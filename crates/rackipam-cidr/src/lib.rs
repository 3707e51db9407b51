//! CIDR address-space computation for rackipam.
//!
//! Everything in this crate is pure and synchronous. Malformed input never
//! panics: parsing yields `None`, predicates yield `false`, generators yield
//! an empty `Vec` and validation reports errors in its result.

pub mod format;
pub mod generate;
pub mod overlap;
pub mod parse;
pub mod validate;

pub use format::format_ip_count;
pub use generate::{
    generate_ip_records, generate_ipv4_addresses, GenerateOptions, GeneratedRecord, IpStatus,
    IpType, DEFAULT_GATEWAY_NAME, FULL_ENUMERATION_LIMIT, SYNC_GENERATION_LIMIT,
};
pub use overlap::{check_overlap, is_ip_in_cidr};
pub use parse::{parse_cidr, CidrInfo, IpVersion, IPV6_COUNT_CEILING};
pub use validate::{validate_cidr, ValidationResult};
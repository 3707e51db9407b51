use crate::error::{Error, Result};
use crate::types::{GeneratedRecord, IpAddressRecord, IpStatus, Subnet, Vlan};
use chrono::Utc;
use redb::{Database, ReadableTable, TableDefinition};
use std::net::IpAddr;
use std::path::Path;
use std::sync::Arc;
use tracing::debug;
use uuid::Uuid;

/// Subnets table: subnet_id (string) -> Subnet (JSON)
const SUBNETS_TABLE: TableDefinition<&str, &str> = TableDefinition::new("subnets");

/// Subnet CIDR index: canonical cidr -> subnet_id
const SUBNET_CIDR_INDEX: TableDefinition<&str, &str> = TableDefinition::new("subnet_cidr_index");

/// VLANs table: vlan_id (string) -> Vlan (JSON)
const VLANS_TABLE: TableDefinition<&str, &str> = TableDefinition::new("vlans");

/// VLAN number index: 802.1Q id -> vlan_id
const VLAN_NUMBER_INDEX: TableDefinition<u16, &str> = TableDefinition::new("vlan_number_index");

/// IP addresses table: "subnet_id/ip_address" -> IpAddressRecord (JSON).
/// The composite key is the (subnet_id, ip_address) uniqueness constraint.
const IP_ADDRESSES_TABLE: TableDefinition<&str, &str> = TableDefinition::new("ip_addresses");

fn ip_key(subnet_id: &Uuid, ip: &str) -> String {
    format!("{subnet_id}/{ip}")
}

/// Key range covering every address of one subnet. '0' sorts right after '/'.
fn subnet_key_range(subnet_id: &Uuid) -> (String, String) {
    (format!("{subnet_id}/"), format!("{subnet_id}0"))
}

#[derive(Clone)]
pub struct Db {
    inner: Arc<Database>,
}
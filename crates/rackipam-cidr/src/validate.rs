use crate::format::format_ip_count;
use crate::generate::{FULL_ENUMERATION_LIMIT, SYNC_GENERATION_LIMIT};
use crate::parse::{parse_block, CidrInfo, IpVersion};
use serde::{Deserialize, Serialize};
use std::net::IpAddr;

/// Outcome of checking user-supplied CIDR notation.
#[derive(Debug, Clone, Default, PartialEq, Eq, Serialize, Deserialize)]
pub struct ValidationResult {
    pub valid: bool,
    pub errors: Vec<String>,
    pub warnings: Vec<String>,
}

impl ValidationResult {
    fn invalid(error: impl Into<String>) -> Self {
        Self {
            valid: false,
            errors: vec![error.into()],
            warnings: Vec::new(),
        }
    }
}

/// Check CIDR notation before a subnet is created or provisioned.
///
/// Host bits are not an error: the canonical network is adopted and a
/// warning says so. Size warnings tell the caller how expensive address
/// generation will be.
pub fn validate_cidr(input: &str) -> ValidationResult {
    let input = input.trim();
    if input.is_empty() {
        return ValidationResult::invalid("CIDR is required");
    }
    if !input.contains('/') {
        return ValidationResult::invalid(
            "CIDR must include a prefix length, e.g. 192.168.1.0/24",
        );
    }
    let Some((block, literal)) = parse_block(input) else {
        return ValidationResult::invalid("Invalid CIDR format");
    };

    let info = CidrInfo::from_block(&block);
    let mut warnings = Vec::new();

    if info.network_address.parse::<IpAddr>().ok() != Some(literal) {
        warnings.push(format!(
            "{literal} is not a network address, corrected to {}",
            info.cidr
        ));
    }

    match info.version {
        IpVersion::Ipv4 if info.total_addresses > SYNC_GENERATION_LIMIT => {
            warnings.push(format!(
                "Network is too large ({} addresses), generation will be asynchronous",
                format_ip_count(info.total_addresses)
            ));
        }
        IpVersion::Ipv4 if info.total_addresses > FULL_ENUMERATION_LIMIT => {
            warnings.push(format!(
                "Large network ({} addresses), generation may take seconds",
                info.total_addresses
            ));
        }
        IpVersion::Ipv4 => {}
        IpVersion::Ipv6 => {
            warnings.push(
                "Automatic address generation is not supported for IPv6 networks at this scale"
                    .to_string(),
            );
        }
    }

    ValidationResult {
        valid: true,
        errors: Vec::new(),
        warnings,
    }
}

——

Copy out every line from the material above in which the word "derive" appears.

#[derive(Clone)]
#[derive(Debug, Clone, Default, PartialEq, Eq, Serialize, Deserialize)]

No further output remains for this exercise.